As a consequence, it is clear that the temperature references in the Paris Agreement can only be understood as changes in climatological averages attributed to human activity excluding natural variability. Warming levels in the Paris Agreement hence do not refer to temperature modulations that are the result of chaotic patterns of natural variability on time scales of single years, months or days, or of temperature events in one particular geographical location. However, even when interpreting temperature levels embedded within the long-term temperature goal as climatological averages, some important sources of uncertainty remain, for example, related to the precise fraction of GMT increase to date that can be attributed to human activities (Bindoff et al., 2013). As this uncertainty is carried forward into the future, decision makers have to take it into account by pursuing global emission pathways that limit GMT increase to a given level with a given probability, for example, 66% (Clarke et al., 2014).

Why is the question of interpretation so important? Long-term temperature targets provide guidance for short, middle, and long-term global mitigation actions and can be translated into specific carbon budgets over different time periods that can inform mitigation requirements (Clarke et al., 2014; Collins et al., 2013). This translation from temperature targets to carbon budgets requires specific choices about (i) the nature of the budgets, (ii) the probability and time horizon of achieving a given goal (for example, limiting warming to 1.5°C by 2100 with 50% probability), and (iii) has to account for the geophysical uncertainty in the response of the climate system (Collins et al., 2013; Rogelj et al., 2016). Adopting a different interpretation of the Paris long-term temperature goal will thus also alter carbon budget estimates.

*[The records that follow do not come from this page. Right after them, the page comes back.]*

use axum::{
    http::StatusCode,
    response::{Html, IntoResponse, Redirect, Response},
};
use hypertext::Rendered;

pub fn see_other_ok(r: Redirect) -> StandardResponse {
    Ok(SuccessResponse::SeeOther(Box::new(r)))
}

pub fn bad_request(html: Rendered<String>) -> StandardResponse {
    Err(FailureResponse::BadRequest(html))
}

pub fn success(html: Rendered<String>) -> StandardResponse {
    Ok(SuccessResponse::Success(html))
}

pub type StandardResponse = Result<SuccessResponse, FailureResponse>;

pub enum SuccessResponse {
    Success(Rendered<String>),
    SeeOther(Box<Redirect>),
}

impl IntoResponse for SuccessResponse {
    fn into_response(self) -> Response {
        match self {
            SuccessResponse::Success(html) => {
                Html(html.into_inner()).into_response()
            }
            SuccessResponse::SeeOther(redirect) => redirect.into_response(),
        }
    }
}

#[derive(Debug)]
pub enum FailureResponse {
    BadRequest(Rendered<String>),
    NotFound(Rendered<String>),
    ServerError(Rendered<String>),
}

impl IntoResponse for FailureResponse {
    fn into_response(self) -> Response {
        match self {
            FailureResponse::BadRequest(html) => {
                (StatusCode::BAD_REQUEST, Html(html.into_inner()))
                    .into_response()
            }
            FailureResponse::NotFound(html) => {
                (StatusCode::NOT_FOUND, Html(html.into_inner())).into_response()
            }
            FailureResponse::ServerError(html) => {
                (StatusCode::INTERNAL_SERVER_ERROR, Html(html.into_inner()))
                    .into_response()
            }
        }
    }
}
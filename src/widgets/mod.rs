//! User interface components which are reused between pages.

pub mod actions;
pub mod alert;
pub mod badge;
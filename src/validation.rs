use once_cell::sync::Lazy;
use regex::Regex;

pub fn is_ascii_no_spaces(username: &str) -> Result<(), String> {
    match !username.is_empty()
        && username.chars().all(|c| c.is_ascii() && !c.is_whitespace())
    {
        true => Ok(()),
        false => Err("should be an ascii string without spaces".to_string()),
    }
}

/// Checks the shape of an email address. Matching is case-insensitive.
pub fn is_valid_email(string: &str) -> Result<(), String> {
    static RE: Lazy<Regex> = Lazy::new(|| {
        Regex::new(
        r#"^(?:[a-z0-9!#$%&'*+/=?^_`{|}~-]+(?:\.[a-z0-9!#$%&'*+/=?^_`{|}~-]+)*|"(?:[\x01-\x08\x0b\x0c\x0e-\x1f\x21\x23-\x5b\x5d-\x7f]|\\[\x01-\x09\x0b\x0c\x0e-\x7f])*")@(?:(?:[a-z0-9](?:[a-z0-9-]*[a-z0-9])?\.)+[a-z0-9](?:[a-z0-9-]*[a-z0-9])?|\[(?:(?:25[0-5]|2[0-4][0-9]|[01]?[0-9][0-9]?)\.){3}(?:25[0-5]|2[0-4][0-9]|[01]?[0-9][0-9]?|[a-z0-9-]*[a-z0-9]:(?:[\x01-\x08\x0b\x0c\x0e-\x1f\x21-\x5a\x53-\x7f]|\\[\x01-\x09\x0b\x0c\x0e-\x7f])+)\])$"#
    ).unwrap()
    });
    match RE.is_match(&string.to_ascii_lowercase()) {
        true => Ok(()),
        false => Err("invalid email".to_string()),
    }
}

pub fn is_student_number(string: &str) -> Result<(), String> {
    match !string.is_empty() && string.chars().all(|c| c.is_ascii_digit()) {
        true => Ok(()),
        false => Err("student numbers are made of digits".to_string()),
    }
}

#[cfg(test)]
#[test]
fn test_email() {
    assert!(is_valid_email("hello@example.com").is_ok());
    assert!(is_valid_email("Data8@SFU.ca").is_ok());
    assert!(is_valid_email("not an email").is_err());
    assert!(is_valid_email("trailing@example.com and more").is_err());
}

#[cfg(test)]
#[test]
fn test_student_number() {
    assert!(is_student_number("300913643").is_ok());
    assert!(is_student_number("30091364a").is_err());
    assert!(is_student_number("").is_err());
}

#[cfg(test)]
#[test]
fn test_username() {
    assert!(is_ascii_no_spaces("ada_l").is_ok());
    assert!(is_ascii_no_spaces("ada l").is_err());
    assert!(is_ascii_no_spaces("").is_err());
}
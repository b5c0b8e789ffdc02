//! # tidelog-logging
//!
//! Logging for tidelog.
//!
//! ## Key Types
//!
//! - [`Logger`] - User-facing event output
//! - [`LogEvent`] - Logbook event types
//! - [`LogFormat`] - Output formats (Pretty, JSON, Compact)
//!
//! Diagnostics from the library crates go through `tracing`; call
//! [`init_tracing`] once at startup to see them.

mod events;

pub use events::{LogEvent, LogFormat, Logger};

use tracing_subscriber::{fmt, prelude::*, EnvFilter};

/// Initialize tracing for the application. `RUST_LOG` overrides `level`.
pub fn init_tracing(level: &str, format: LogFormat) {
    let filter = EnvFilter::try_from_default_env().unwrap_or_else(|_| EnvFilter::new(level));

    match format {
        LogFormat::Json => {
            tracing_subscriber::registry()
                .with(filter)
                .with(
                    fmt::layer()
                        .json()
                        .with_target(false)
                        .with_writer(std::io::stderr),
                )
                .init();
        }
        LogFormat::Pretty | LogFormat::Compact => {
            tracing_subscriber::registry()
                .with(filter)
                .with(fmt::layer().with_target(false).with_writer(std::io::stderr))
                .init();
        }
    }
}
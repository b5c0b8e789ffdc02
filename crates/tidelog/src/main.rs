mod commands;
mod config;
mod render;

use std::path::PathBuf;

use anyhow::{Context, Result};
use clap::{Parser, ValueEnum};

use tidelog_db::{JsonFileGateway, LoadOutcome, Logbook, PersistenceGateway, SqliteGateway};
use tidelog_logging::{init_tracing, LogEvent, LogFormat, Logger};

use commands::Command;
use config::{Backend, Config};

#[derive(Parser, Debug)]
#[command(
    name = "tidelog",
    about = "Log and review water-sports sessions",
    version,
    author
)]
struct Cli {
    #[command(subcommand)]
    command: Command,

    /// Storage backend (default: from config, else sqlite)
    #[arg(long, value_enum, global = true)]
    backend: Option<BackendChoice>,

    /// Database or JSON file to use instead of the default location
    #[arg(long, global = true)]
    data: Option<PathBuf>,

    /// Event output format (default: from config, else pretty)
    #[arg(long, value_enum, global = true)]
    log_format: Option<LogFormatChoice>,

    /// Show debug diagnostics and store load details
    #[arg(short, long, global = true)]
    verbose: bool,
}

#[derive(Debug, Clone, Copy, ValueEnum)]
enum BackendChoice {
    Sqlite,
    Json,
}

impl From<BackendChoice> for Backend {
    fn from(choice: BackendChoice) -> Self {
        match choice {
            BackendChoice::Sqlite => Backend::Sqlite,
            BackendChoice::Json => Backend::Json,
        }
    }
}

#[derive(Debug, Clone, Copy, ValueEnum)]
enum LogFormatChoice {
    Pretty,
    Json,
    Compact,
}

impl From<LogFormatChoice> for LogFormat {
    fn from(choice: LogFormatChoice) -> Self {
        match choice {
            LogFormatChoice::Pretty => LogFormat::Pretty,
            LogFormatChoice::Json => LogFormat::Json,
            LogFormatChoice::Compact => LogFormat::Compact,
        }
    }
}

fn main() -> Result<()> {
    let cli = Cli::parse();
    let config = Config::load()?;

    let log_format = match cli.log_format {
        Some(choice) => choice.into(),
        None => config.logging.format()?.unwrap_or_default(),
    };
    let level = if cli.verbose {
        "debug"
    } else {
        config.logging.level()
    };
    init_tracing(level, log_format);

    let logger = match &config.logging.file {
        Some(path) => Logger::with_file(log_format, path)
            .with_context(|| format!("Failed to open log file {}", path.display()))?,
        None => Logger::new(log_format),
    };

    let backend = cli
        .backend
        .map(Backend::from)
        .or(config.storage.backend)
        .unwrap_or_default();
    let data_path = cli.data.clone().or_else(|| config.storage.path.clone());
    let gateway = open_gateway(backend, data_path)?;
    let location = gateway.location();

    let (mut logbook, outcome) = Logbook::open(gateway)
        .with_context(|| format!("Failed to load logbook from {}", location))?;

    match outcome {
        LoadOutcome::Recovered { reason } => {
            logger.log(&LogEvent::StoreRecovered { location, reason });
        }
        LoadOutcome::Loaded { dates, sessions } if cli.verbose => {
            logger.log(&LogEvent::StoreLoaded {
                location,
                dates,
                sessions,
            });
        }
        _ => {}
    }

    commands::handle_command(cli.command, &mut logbook, &logger, &config.display)
}

fn open_gateway(backend: Backend, path: Option<PathBuf>) -> Result<Box<dyn PersistenceGateway>> {
    let gateway: Box<dyn PersistenceGateway> = match backend {
        Backend::Sqlite => {
            let gateway = match path {
                Some(path) => SqliteGateway::open_at(&path)
                    .with_context(|| format!("Failed to open database {}", path.display()))?,
                None => SqliteGateway::open().with_context(|| {
                    format!(
                        "Failed to open database {}",
                        SqliteGateway::default_path().display()
                    )
                })?,
            };
            Box::new(gateway)
        }
        Backend::Json => {
            let path = path.unwrap_or_else(JsonFileGateway::default_path);
            Box::new(JsonFileGateway::new(path))
        }
    };
    tracing::debug!(location = %gateway.location(), ?backend, "Using storage");
    Ok(gateway)
}
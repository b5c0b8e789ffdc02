use serde::Serialize;

use crate::date_key::DateKey;
use crate::store::SessionStore;
use crate::summary::round_tenth;
use crate::types::Session;

/// A session as shown in the day view, with its position in storage.
///
/// Edits and deletes must address `index` (or the session id), never the
/// display position.
#[derive(Debug, Clone, PartialEq, Serialize)]
pub struct DayEntry {
    pub index: usize,
    pub session: Session,
}

/// One day's sessions sorted by time of day, with the day's total distance.
#[derive(Debug, Clone, PartialEq, Serialize)]
pub struct DayView {
    pub date: DateKey,
    pub entries: Vec<DayEntry>,
    pub total_distance: f64,
}

impl DayView {
    /// Total distance rounded to one decimal place, for display.
    pub fn rounded_total(&self) -> f64 {
        round_tenth(self.total_distance)
    }

    pub fn is_empty(&self) -> bool {
        self.entries.is_empty()
    }
}

/// Build the view for `date`. Sessions with equal times keep storage order.
pub fn build_day_view(date: DateKey, store: &SessionStore) -> DayView {
    let sessions = store.sessions_for(date);

    let mut entries: Vec<DayEntry> = sessions
        .iter()
        .enumerate()
        .map(|(index, session)| DayEntry {
            index,
            session: session.clone(),
        })
        .collect();
    entries.sort_by(|a, b| {
        a.session
            .details
            .time_of_day
            .cmp(&b.session.details.time_of_day)
    });

    let total_distance = sessions.iter().map(|s| s.details.distance).sum();

    DayView {
        date,
        entries,
        total_distance,
    }
}

#[cfg(test)]
mod tests {
    use super::*;
    use crate::types::SessionDetails;

    fn details(time: &str, distance: f64) -> SessionDetails {
        SessionDetails {
            time_of_day: time.to_string(),
            wind_speed: 22.0,
            wind_direction: "WSW".to_string(),
            tide: "Ebb".to_string(),
            equipment: "5.3 wave sail".to_string(),
            distance,
            notes: String::new(),
        }
    }

    #[test]
    fn test_sorted_by_time_with_original_indices() {
        let date: DateKey = "2024-07-01".parse().unwrap();
        let mut store = SessionStore::new();
        store.create(date, details("14:00", 1.0));
        store.create(date, details("09:30", 2.0));
        store.create(date, details("09:30", 3.0));

        let view = build_day_view(date, &store);
        let times: Vec<&str> = view
            .entries
            .iter()
            .map(|e| e.session.details.time_of_day.as_str())
            .collect();
        assert_eq!(times, vec!["09:30", "09:30", "14:00"]);

        let indices: Vec<usize> = view.entries.iter().map(|e| e.index).collect();
        assert_eq!(indices, vec![1, 2, 0]);
    }

    #[test]
    fn test_total_is_order_independent() {
        let date: DateKey = "2024-07-01".parse().unwrap();
        let mut store = SessionStore::new();
        store.create(date, details("18:00", 1.25));
        store.create(date, details("07:00", 2.5));

        let view = build_day_view(date, &store);
        assert_eq!(view.total_distance, 3.75);
        assert_eq!(view.rounded_total(), 3.8);
    }

    #[test]
    fn test_empty_day() {
        let view = build_day_view("2024-07-02".parse().unwrap(), &SessionStore::new());
        assert!(view.is_empty());
        assert_eq!(view.total_distance, 0.0);
    }

    #[test]
    fn test_view_does_not_reorder_storage() {
        let date: DateKey = "2024-07-01".parse().unwrap();
        let mut store = SessionStore::new();
        store.create(date, details("14:00", 1.0));
        store.create(date, details("09:30", 2.0));

        let _ = build_day_view(date, &store);
        assert_eq!(store.sessions_for(date)[0].details.time_of_day, "14:00");
    }
}
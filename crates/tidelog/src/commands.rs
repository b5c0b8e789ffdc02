use std::path::PathBuf;

use anyhow::{Context, Result};
use clap::{Args, Subcommand};
use colored::Colorize;

use tidelog_db::{Logbook, PersistenceGateway};
use tidelog_logging::{LogEvent, Logger};
use tidelog_sessions::{
    build_day_view, build_grid, export_csv, row_count, summarize, CalendarMonth, DateKey,
    SessionId, SessionInput, SessionStore, StoreError, SummaryWindows, CSV_FILE_NAME,
};

use crate::config::DisplayConfig;
use crate::render::{print_calendar, print_day, print_summary};

#[derive(Subcommand, Debug)]
pub enum Command {
    /// Record a new session
    Add {
        /// Date of the session (YYYY-MM-DD or "today")
        date: String,

        #[command(flatten)]
        fields: SessionArgs,
    },

    /// Change a recorded session; fields not given keep their value
    Edit {
        /// Date of the session (YYYY-MM-DD or "today")
        date: String,

        /// Session number as shown by `day`, or an id prefix (`id:` forces an id)
        session: String,

        #[command(flatten)]
        fields: EditArgs,
    },

    /// Delete a recorded session
    Delete {
        /// Date of the session (YYYY-MM-DD or "today")
        date: String,

        /// Session number as shown by `day`, or an id prefix (`id:` forces an id)
        session: String,

        /// Skip the confirmation prompt
        #[arg(short, long)]
        yes: bool,
    },

    /// Show one day's sessions, sorted by time
    Day {
        /// Date to show (default: today)
        date: Option<String>,

        /// Output as JSON
        #[arg(long)]
        json: bool,
    },

    /// Show a month calendar marking days with sessions
    Calendar {
        /// Month to show (YYYY-MM, default: current month)
        #[arg(long)]
        month: Option<String>,

        /// Go back this many months
        #[arg(long, default_value_t = 0, conflicts_with = "next")]
        prev: u32,

        /// Go forward this many months
        #[arg(long, default_value_t = 0)]
        next: u32,

        /// Output as JSON
        #[arg(long)]
        json: bool,
    },

    /// Show distance totals for this week, month and year
    Summary {
        /// Output as JSON
        #[arg(long)]
        json: bool,
    },

    /// Export every session as CSV
    Export {
        /// Output file (default: ./water_sports_data.csv)
        #[arg(short, long, conflicts_with = "stdout")]
        output: Option<PathBuf>,

        /// Write to stdout instead of a file
        #[arg(long)]
        stdout: bool,
    },
}

/// Session fields for `add`; all but notes are required.
#[derive(Args, Debug)]
pub struct SessionArgs {
    /// Time of day (HH:MM)
    #[arg(short, long)]
    time: String,

    /// Wind speed
    #[arg(short = 's', long, allow_hyphen_values = true)]
    wind_speed: String,

    /// Wind direction (compass code or free text)
    #[arg(short = 'w', long)]
    wind_direction: String,

    /// Tide state
    #[arg(long)]
    tide: String,

    /// Equipment used
    #[arg(short, long)]
    equipment: String,

    /// Distance covered
    #[arg(short, long, allow_hyphen_values = true)]
    distance: String,

    /// Free-form notes
    #[arg(short, long)]
    notes: Option<String>,
}

impl From<SessionArgs> for SessionInput {
    fn from(args: SessionArgs) -> Self {
        Self {
            time_of_day: args.time,
            wind_speed: args.wind_speed,
            wind_direction: args.wind_direction,
            tide: args.tide,
            equipment: args.equipment,
            distance: args.distance,
            notes: args.notes,
        }
    }
}

/// Session fields for `edit`; each replaces the stored value when given.
#[derive(Args, Debug, Default)]
pub struct EditArgs {
    /// New time of day (HH:MM)
    #[arg(short, long)]
    time: Option<String>,

    /// New wind speed
    #[arg(short = 's', long, allow_hyphen_values = true)]
    wind_speed: Option<String>,

    /// New wind direction
    #[arg(short = 'w', long)]
    wind_direction: Option<String>,

    /// New tide state
    #[arg(long)]
    tide: Option<String>,

    /// New equipment
    #[arg(short, long)]
    equipment: Option<String>,

    /// New distance
    #[arg(short, long, allow_hyphen_values = true)]
    distance: Option<String>,

    /// New notes (pass "" to clear)
    #[arg(short, long)]
    notes: Option<String>,
}

impl EditArgs {
    fn apply(self, input: &mut SessionInput) {
        let EditArgs {
            time,
            wind_speed,
            wind_direction,
            tide,
            equipment,
            distance,
            notes,
        } = self;

        if let Some(v) = time {
            input.time_of_day = v;
        }
        if let Some(v) = wind_speed {
            input.wind_speed = v;
        }
        if let Some(v) = wind_direction {
            input.wind_direction = v;
        }
        if let Some(v) = tide {
            input.tide = v;
        }
        if let Some(v) = equipment {
            input.equipment = v;
        }
        if let Some(v) = distance {
            input.distance = v;
        }
        if notes.is_some() {
            input.notes = notes;
        }
    }
}

/// Prefix that forces a reference to be read as an id.
const ID_PREFIX: &str = "id:";

/// Digit strings this long are id prefixes, never positions. The short id
/// shown by `day` is eight hex digits and may contain no letters.
const MIN_NUMERIC_ID_LEN: usize = 8;

/// How a command names one session of a day.
#[derive(Debug, Clone, PartialEq, Eq)]
pub enum SessionRef {
    /// 1-based storage position, as shown by `day` and in CSV exports
    Position(usize),
    /// Full id or a unique prefix of it
    Id(String),
}

impl SessionRef {
    pub fn parse(raw: &str) -> Result<Self> {
        let raw = raw.trim();
        if let Some(prefix) = raw.strip_prefix(ID_PREFIX) {
            let prefix = prefix.trim();
            if prefix.is_empty() {
                anyhow::bail!("Session id after {:?} is empty", ID_PREFIX);
            }
            return Ok(SessionRef::Id(prefix.to_string()));
        }

        let raw = raw.trim_start_matches('#');
        if raw.is_empty() {
            anyhow::bail!("Session reference is empty");
        }
        if raw.len() < MIN_NUMERIC_ID_LEN && raw.chars().all(|c| c.is_ascii_digit()) {
            let position: usize = raw.parse().context("Session number is too large")?;
            if position == 0 {
                anyhow::bail!("Session numbers start at 1");
            }
            return Ok(SessionRef::Position(position));
        }
        Ok(SessionRef::Id(raw.to_string()))
    }
}

/// A session reference resolved against the store.
enum Target {
    Index(usize),
    Id(SessionId),
}

fn resolve(store: &SessionStore, date: DateKey, reference: &SessionRef) -> Result<Target> {
    match reference {
        SessionRef::Position(position) => Ok(Target::Index(position - 1)),
        SessionRef::Id(prefix) => {
            let matches: Vec<&SessionId> = store
                .sessions_for(date)
                .iter()
                .map(|s| &s.id)
                .filter(|id| id.as_str().starts_with(prefix.as_str()))
                .collect();
            match matches.as_slice() {
                [id] => Ok(Target::Id((*id).clone())),
                [] => anyhow::bail!("No session on {} has an id starting with {:?}", date, prefix),
                _ => anyhow::bail!(
                    "{} sessions on {} match {:?}; use a longer prefix",
                    matches.len(),
                    date,
                    prefix
                ),
            }
        }
    }
}

/// Parse a date argument, accepting "today".
pub fn parse_date(raw: &str) -> Result<DateKey> {
    if raw.eq_ignore_ascii_case("today") {
        return Ok(DateKey::today());
    }
    raw.parse::<DateKey>().map_err(anyhow::Error::from)
}

fn parse_month(raw: &str) -> Result<CalendarMonth> {
    let (year, month) = raw
        .split_once('-')
        .with_context(|| format!("Invalid month {:?} (expected YYYY-MM)", raw))?;
    let year: i32 = year
        .parse()
        .with_context(|| format!("Invalid year in {:?}", raw))?;
    let month: u32 = month
        .parse()
        .with_context(|| format!("Invalid month in {:?}", raw))?;
    CalendarMonth::new(year, month)
        .with_context(|| format!("Month must be between 1 and 12, got {}", month))
}

pub fn handle_command<G: PersistenceGateway>(
    command: Command,
    logbook: &mut Logbook<G>,
    logger: &Logger,
    display: &DisplayConfig,
) -> Result<()> {
    match command {
        Command::Add { date, fields } => {
            let date = parse_date(&date)?;
            let details = SessionInput::from(fields).validate()?;

            let id = logbook.add(date, details).context("Failed to save session")?;
            let position = logbook
                .store()
                .position_of(date, &id)
                .map(|i| i + 1)
                .unwrap_or_default();
            logger.log(&LogEvent::SessionAdded {
                date: date.to_string(),
                position,
                id: id.to_string(),
            });
        }
        Command::Edit {
            date,
            session,
            fields,
        } => {
            let date = parse_date(&date)?;
            let reference = SessionRef::parse(&session)?;
            let target = resolve(logbook.store(), date, &reference)?;

            let sessions = logbook.store().sessions_for(date);
            let index = match &target {
                Target::Index(index) => *index,
                Target::Id(id) => logbook.store().position_of(date, id).unwrap_or(sessions.len()),
            };
            let existing = sessions.get(index).ok_or(StoreError::IndexOutOfRange {
                date,
                index,
                len: sessions.len(),
            })?;
            let mut input = SessionInput::from(&existing.details);
            fields.apply(&mut input);
            let details = input.validate()?;

            let updated = match target {
                Target::Index(index) => logbook.edit(date, index, details),
                Target::Id(id) => logbook.edit_by_id(date, &id, details),
            }
            .context("Failed to update session")?;

            let position = logbook
                .store()
                .position_of(date, &updated.id)
                .map(|i| i + 1)
                .unwrap_or_default();
            logger.log(&LogEvent::SessionUpdated {
                date: date.to_string(),
                position,
                id: updated.id.to_string(),
            });
        }
        Command::Delete { date, session, yes } => {
            let date = parse_date(&date)?;
            let reference = SessionRef::parse(&session)?;
            let target = resolve(logbook.store(), date, &reference)?;

            let position = match &target {
                Target::Index(index) => index + 1,
                Target::Id(id) => logbook
                    .store()
                    .position_of(date, id)
                    .map(|i| i + 1)
                    .unwrap_or_default(),
            };

            let len = logbook.store().sessions_for(date).len();
            if let Target::Index(index) = &target {
                if *index >= len {
                    return Err(StoreError::IndexOutOfRange {
                        date,
                        index: *index,
                        len,
                    }
                    .into());
                }
            }

            if !yes && !confirm_delete(date, position)? {
                println!("{}", "Cancelled.".dimmed());
                return Ok(());
            }

            match target {
                Target::Index(index) => logbook.remove(date, index),
                Target::Id(id) => logbook.remove_by_id(date, &id),
            }
            .context("Failed to delete session")?;

            logger.log(&LogEvent::SessionDeleted {
                date: date.to_string(),
                position,
                date_cleared: logbook.store().sessions_for(date).is_empty(),
            });
        }
        Command::Day { date, json } => {
            let date = match date {
                Some(raw) => parse_date(&raw)?,
                None => DateKey::today(),
            };
            let view = build_day_view(date, logbook.store());

            if json {
                println!("{}", serde_json::to_string_pretty(&view)?);
            } else {
                print_day(&view, display);
            }
        }
        Command::Calendar {
            month,
            prev,
            next,
            json,
        } => {
            let base = match month {
                Some(raw) => parse_month(&raw)?,
                None => CalendarMonth::containing(DateKey::today().date()),
            };
            let offset = i64::from(next) - i64::from(prev);
            let offset = i32::try_from(offset).context("Month offset is too large")?;
            let grid = build_grid(base.shift(offset), logbook.store());

            if json {
                println!("{}", serde_json::to_string_pretty(&grid)?);
            } else {
                print_calendar(&grid);
            }
        }
        Command::Summary { json } => {
            let now = chrono::Local::now().naive_local();
            let summary = summarize(logbook.store(), now);

            if json {
                println!("{}", serde_json::to_string_pretty(&summary.rounded())?);
            } else {
                print_summary(&summary, &SummaryWindows::anchored_at(now), display);
            }
        }
        Command::Export { output, stdout } => {
            let csv = export_csv(logbook.store());
            let rows = row_count(logbook.store());

            if stdout {
                print!("{}", csv);
            } else {
                let path = output.unwrap_or_else(|| PathBuf::from(CSV_FILE_NAME));
                std::fs::write(&path, &csv)
                    .with_context(|| format!("Failed to write {}", path.display()))?;
                logger.log(&LogEvent::CsvExported {
                    destination: path.display().to_string(),
                    rows,
                });
            }
        }
    }

    Ok(())
}

fn confirm_delete(date: DateKey, position: usize) -> Result<bool> {
    dialoguer::Confirm::new()
        .with_prompt(format!(
            "Are you sure you want to delete session #{} on {}?",
            position, date
        ))
        .default(false)
        .interact()
        .context("Could not ask for confirmation; pass --yes to delete without asking")
}
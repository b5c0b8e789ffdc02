//! # tidelog-sessions
//!
//! Session model and derived views for the tidelog water-sports log.
//!
//! ## Key Types
//!
//! - [`SessionStore`] - Sessions bucketed by [`DateKey`], with CRUD
//! - [`SessionInput`] - Raw form input, validated into [`SessionDetails`]
//! - [`DistanceSummary`] - Week/month/year distance totals
//! - [`CalendarGrid`] - A month laid out in Sunday-first week rows
//! - [`DayView`] - One day's sessions sorted by time of day
//!
//! Persistence is not handled here; see `tidelog-db`.

mod calendar;
mod date_key;
mod day_view;
mod error;
mod export;
mod input;
mod store;
mod summary;
mod types;

pub use calendar::{build_grid, CalendarCell, CalendarGrid, CalendarMonth, DAYS_PER_WEEK};
pub use date_key::DateKey;
pub use day_view::{build_day_view, DayEntry, DayView};
pub use error::{DateKeyError, StoreError, ValidationError};
pub use export::{export_csv, row_count, CSV_FILE_NAME, CSV_HEADER, CSV_MIME_TYPE};
pub use input::SessionInput;
pub use store::SessionStore;
pub use summary::{round_tenth, summarize, DistanceSummary, SummaryWindows};
pub use types::{Session, SessionDetails, SessionId};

To illustrate this point, we here analyze how temperature target interpretations affect carbon budget estimates and in particular what the effect of including natural variability on an annual basis would be. We derive annual deviations of global mean surface air temperature from the centered 21 year running mean over the period 1900–2090 from 24 CMIP5 coupled climate models (GCMs) and the combined historical and RCP2.6 scenarios. The estimates of natural variability obtained in this way are still an approximation only, as low-frequency variability over multiple decades is not captured by this method. Averaged over all models, we find the 66% range of GMT deviations due to internal variability to be normally distributed and of the order of ±0.1°C (Figures 1 and S1 in the supporting information for individual GCMs). This value is robust over time in RCP2.6 (Figure S2) and over different RCP scenarios (not shown).

image
Annual GMT anomalies from running 21 year average for 24 CMIP5 models and the 1900–2090 period (combined historical and RCP2.6 scenario). Levels of annual GMT anomalies for different return times are marked by vertical lines.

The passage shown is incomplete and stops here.